Within the records below, filter for lines carrying the word "DateTime" and copy them.
"""
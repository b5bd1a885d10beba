//! Change notifications for dashboard subscribers
//!
//! The EventBus decouples the state owner (and the live feed writing through
//! it) from the views that re-render on change. It uses
//! `tokio::sync::broadcast` so any number of views can listen.
//!
//! # Architecture
//!
//! ```text
//! LiveFeed tick ───┐
//!                  ├──▶ DashboardState ──▶ EventBus::publish() ──▶ broadcast ──▶ chart view
//! Filter/sort UI ──┘                                                         ──▶ table view
//! ```
//!
//! # Usage
//!
//! ```rust,ignore
//! let mut rx = state.subscribe();
//!
//! while let Ok(envelope) = rx.recv().await {
//!     if envelope.event.kind() == "orders_replaced" {
//!         redraw(view.snapshot()?);
//!     }
//! }
//! ```

use super::filter::FilterCriteria;
use super::query::SortState;
use chrono::{DateTime, Utc};
use serde::{Deserialize, Serialize};
use tokio::sync::broadcast;
use uuid::Uuid;

/// A change to the dashboard state
#[derive(Debug, Clone, PartialEq, Serialize, Deserialize)]
#[serde(tag = "kind", rename_all = "snake_case")]
pub enum DashboardEvent {
    /// The whole order collection was replaced
    OrdersReplaced {
        generation: u64,
        order_count: usize,
        matching: usize,
    },
    /// Filter criteria changed
    FiltersChanged {
        criteria: FilterCriteria,
        matching: usize,
    },
    /// Table sort changed
    SortChanged { sort: SortState },
    /// Current table page changed
    PageChanged { page: usize, total_pages: usize },
}

impl DashboardEvent {
    /// Short name of the event, matching its serialized `kind`
    pub fn kind(&self) -> &'static str {
        match self {
            DashboardEvent::OrdersReplaced { .. } => "orders_replaced",
            DashboardEvent::FiltersChanged { .. } => "filters_changed",
            DashboardEvent::SortChanged { .. } => "sort_changed",
            DashboardEvent::PageChanged { .. } => "page_changed",
        }
    }

    /// Whether derived statistics changed with this event
    pub fn affects_stats(&self) -> bool {
        matches!(
            self,
            DashboardEvent::OrdersReplaced { .. } | DashboardEvent::FiltersChanged { .. }
        )
    }
}

/// Envelope wrapping a dashboard event with metadata
#[derive(Debug, Clone, Serialize, Deserialize)]
pub struct EventEnvelope {
    /// Unique event ID
    pub id: Uuid,
    /// When the event occurred
    pub timestamp: DateTime<Utc>,
    /// The actual event
    pub event: DashboardEvent,
}

impl EventEnvelope {
    /// Create a new event envelope
    pub fn new(event: DashboardEvent) -> Self {
        Self {
            id: Uuid::new_v4(),
            timestamp: Utc::now(),
            event,
        }
    }
}

/// Broadcast-based event bus
///
/// The bus is cheap to clone (Arc internally) and can be shared across threads.
#[derive(Debug, Clone)]
pub struct EventBus {
    sender: broadcast::Sender<EventEnvelope>,
}

impl EventBus {
    /// Create a new EventBus with the given channel capacity
    ///
    /// The capacity determines how many events can be buffered before
    /// slow receivers start losing events (lagged).
    pub fn new(capacity: usize) -> Self {
        let (sender, _) = broadcast::channel(capacity.max(1));
        Self { sender }
    }

    /// Publish an event to all subscribers
    ///
    /// Never fails: with no subscribers the event is dropped. Returns the
    /// number of receivers that will receive the event.
    pub fn publish(&self, event: DashboardEvent) -> usize {
        let envelope = EventEnvelope::new(event);
        // send() returns Err only if there are no receivers, which is fine
        self.sender.send(envelope).unwrap_or(0)
    }

    /// Subscribe to events published after this call
    pub fn subscribe(&self) -> broadcast::Receiver<EventEnvelope> {
        self.sender.subscribe()
    }

    /// Get the current number of active subscribers
    pub fn receiver_count(&self) -> usize {
        self.sender.receiver_count()
    }
}

impl Default for EventBus {
    fn default() -> Self {
        Self::new(1024)
    }
}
"""
:: Task response ::
use chrono::{DateTime, Utc};
    pub timestamp: DateTime<Utc>,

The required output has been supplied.